Unlike Silero VAD or WebRTC VAD alone, which produce local speech/non-speech decisions, FutureAGI ties the boundary to downstream reliability: p99 time-to-first-audio, missed-utterance rate, interruption rate, and task completion. The next action is operational. Teams can alert on a rising false-start cohort, block a voice-agent regression, tune endpointing thresholds, or replay affected calls before changing ASR, TTS, or LLM routing.

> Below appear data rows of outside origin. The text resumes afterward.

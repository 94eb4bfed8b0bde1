use pathmorph::{CentroidAlignment, MorphOptions, MorphPair, Path, Point, Segment, Subpath, Weight};
use std::time::Instant;

const PLANE: &[(f64, f64)] = &[
    (8986.7, 4989.8), (8266.5, 4568.4), (7465.8, 3742.8), (6766.7, 3013.0),
    (6584.7, 3013.0), (3977.8, 3080.0), (936.1, 3118.3), (361.5, 2294.7),
    (420.9, 2003.6), (2539.3, 1248.9), (4604.1, 553.6), (3039.2, -1225.8),
    (2342.0, -1162.6), (1658.2, -1084.1), (1577.8, -1122.4), (541.6, -2030.3),
    (637.4, -2398.1), (1240.7, -2585.8), (1809.6, -2742.9), (1796.2, -2823.3),
    (1725.3, -3512.9), (2512.5, -3625.9), (2698.3, -3553.1), (2912.8, -4081.8),
    (3148.4, -4654.5), (3615.8, -4675.6), (4305.3, -3694.9), (4360.8, -3547.4),
    (4217.1, -2842.5), (4096.4, -2160.6), (4906.6, -1269.9), (5691.9, -411.8),
    (5724.5, -484.6), (7526.9, -4395.8), (7877.4, -4460.9), (8266.2, -4150.6),
    (8624.4, -3792.4), (8289.2, -927.0), (7911.9, 1913.5), (8565.1, 2756.3),
    (9494.1, 3953.4), (9656.9, 4545.3), (9474.9, 4964.8),
];

// Silhouette scaled into a `size` box, preserving aspect ratio.
fn plane(size: f64) -> Path {
    let (mut minx, mut miny) = (f64::INFINITY, f64::INFINITY);
    let (mut maxx, mut maxy) = (f64::NEG_INFINITY, f64::NEG_INFINITY);
    for &(x, y) in PLANE {
        minx = minx.min(x); miny = miny.min(y);
        maxx = maxx.max(x); maxy = maxy.max(y);
    }
    let s = size / (maxx - minx).max(maxy - miny);
    let pts: Vec<Point> = PLANE.iter().map(|&(x, y)| Point::new((x - minx) * s, (y - miny) * s)).collect();
    Path::from(Subpath::polygon(&pts))
}

// Four-arc cubic circle.
fn circle(center: Point, r: f64) -> Path {
    let k = 0.552_284_749_8 * r;
    let (cx, cy) = (center.x, center.y);
    Path::from(Subpath::closed(
        Point::new(cx + r, cy),
        [
            Segment::curve_to(Point::new(cx, cy + r), Point::new(cx + r, cy + k), Point::new(cx + k, cy + r)),
            Segment::curve_to(Point::new(cx - r, cy), Point::new(cx - k, cy + r), Point::new(cx - r, cy + k)),
            Segment::curve_to(Point::new(cx, cy - r), Point::new(cx - r, cy - k), Point::new(cx - k, cy - r)),
            Segment::curve_to(Point::new(cx + r, cy), Point::new(cx + k, cy - r), Point::new(cx + r, cy - k)),
        ],
    ))
}

fn percentile(sorted: &[f64], p: f64) -> f64 {
    if sorted.is_empty() { return 0.0; }
    let idx = ((sorted.len() as f64 - 1.0) * p).round() as usize;
    sorted[idx.min(sorted.len()-1)]
}

fn main() {
    env_logger::init();
    let args: Vec<String> = std::env::args().collect();
    let mut factor = 3usize;
    let mut iters = 200usize;
    let mut frames = 60usize;
    let mut assert_ms: Option<f64> = None;
    for a in &args[1..] {
        if let Some(val)=a.strip_prefix("--factor=") { if let Ok(v)=val.parse() { factor=v; } }
        else if let Some(val)=a.strip_prefix("--iters=") { if let Ok(v)=val.parse() { iters=v; } }
        else if let Some(val)=a.strip_prefix("--frames=") { if let Ok(v)=val.parse() { frames=v; } }
        else if let Some(val)=a.strip_prefix("--assert-ms=") { if let Ok(v)=val.parse() { assert_ms=Some(v); } }
    }

    let from = plane(300.0);
    let to = circle(Point::new(150.0, 150.0), 150.0);
    let mut options = MorphOptions { segment_factor: factor, centroid: CentroidAlignment::At { center: Point::new(150.0, 150.0) }, ..MorphOptions::default() };
    options.from.shift = 6;
    options.from.weights = vec![Weight::new(0.0, 0.5), Weight::new(0.2, 1.0)];

    let mut times_ms: Vec<f64> = Vec::with_capacity(iters);
    let start_all = Instant::now();
    let mut segments = 0usize;
    let mut shortfall = 0usize;
    for _ in 0..iters {
        let t0 = Instant::now();
        let pair = match MorphPair::prepare(&from, &to, &options) {
            Ok(p) => p,
            Err(e) => { eprintln!("prepare failed: {}", e); std::process::exit(2); }
        };
        let out = pair.frames(frames);
        times_ms.push(t0.elapsed().as_secs_f64() * 1000.0);
        segments = out.first().map_or(0, Path::segment_count);
        shortfall = pair.shortfall();
    }
    let dur_all = start_all.elapsed().as_secs_f64() * 1000.0;
    times_ms.sort_by(|a,b| a.total_cmp(b));
    let med = percentile(&times_ms, 0.5);
    let p90 = percentile(&times_ms, 0.9);
    println!("factor={} iters={} frames={} segments={} shortfall={} total_ms={:.3} median_ms={:.4} p90_ms={:.4}", factor, iters, frames, segments, shortfall, dur_all, med, p90);
    if let Some(th) = assert_ms { if med > th { eprintln!("FAIL: median {:.4} ms > threshold {:.3} ms", med, th); std::process::exit(1); } }
}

How to Measure or Detect Voice Activity Detection
Measure VAD with labeled audio when you can, then verify its downstream effect in traces:
- Segment precision and recall: compare predicted speech windows with human-labeled speech boundaries; false starts and missed speech need separate counts.
- Endpointing delay: measure the time from actual speech end to agent response start; high delay creates dead air.
- Cut-off rate: count turns where the first or last word is missing in ASR output.
ASRAccuracy: returns speech-to-text accuracy; use it as a downstream proxy when boundary mistakes damage transcripts.AudioQualityEvaluator: scores audio quality issues such as silence, clipping, or noise that often explain VAD regressions.- Dashboard signals: p99 time-to-first-audio, ASR retry rate, barge-in rate, missed-utterance rate, and escalation rate by channel.
Minimal downstream eval shape:
from fi.evals import ASRAccuracy
asr = ASRAccuracy()
result = asr.evaluate(
input="do not cancel my card",
output="cancel my card",
)
print(result.score)
That snippet does not score VAD directly. It shows the transcript failure a VAD cutoff can create, which should send the engineer back to the audio boundary.
Common Mistakes
These mistakes make VAD look healthy in offline clips while the live agent still interrupts or misses users:
- Equating VAD with endpointing. VAD labels speech frames; endpointing decides the user turn is complete.
- Tuning only on clean audio. Quiet lab clips miss car noise, hold music, speakerphone echo, and overlapping speech.
- Averaging false starts and missed speech. They create different product failures and need different thresholds.
- Letting silence thresholds hide latency. A conservative threshold can reduce interruptions while adding a full second of dead air.
- Scoring only final transcripts. The transcript can look acceptable while turn timing still breaks barge-in, tool timing, or escalation.
Frequently Asked Questions
What is voice activity detection (VAD)?
Voice activity detection classifies audio frames as speech, silence, noise, or other non-speech sound. In voice agents, it controls when audio should be sent to ASR, when a user turn starts, and when downstream reasoning can begin.
How is VAD different from endpointing?
VAD is the frame-level speech/non-speech decision. Endpointing uses VAD plus timing rules, turn context, and sometimes model signals to decide that the speaker has finished a turn.
How do you measure voice activity detection?
In FutureAGI, measure VAD indirectly through simulated voice traces, turn-boundary errors, ASRAccuracy, AudioQualityEvaluator, time-to-first-audio, barge-in rate, and missed-utterance rate. A dedicated VAD score should compare predicted speech segments with labeled audio boundaries.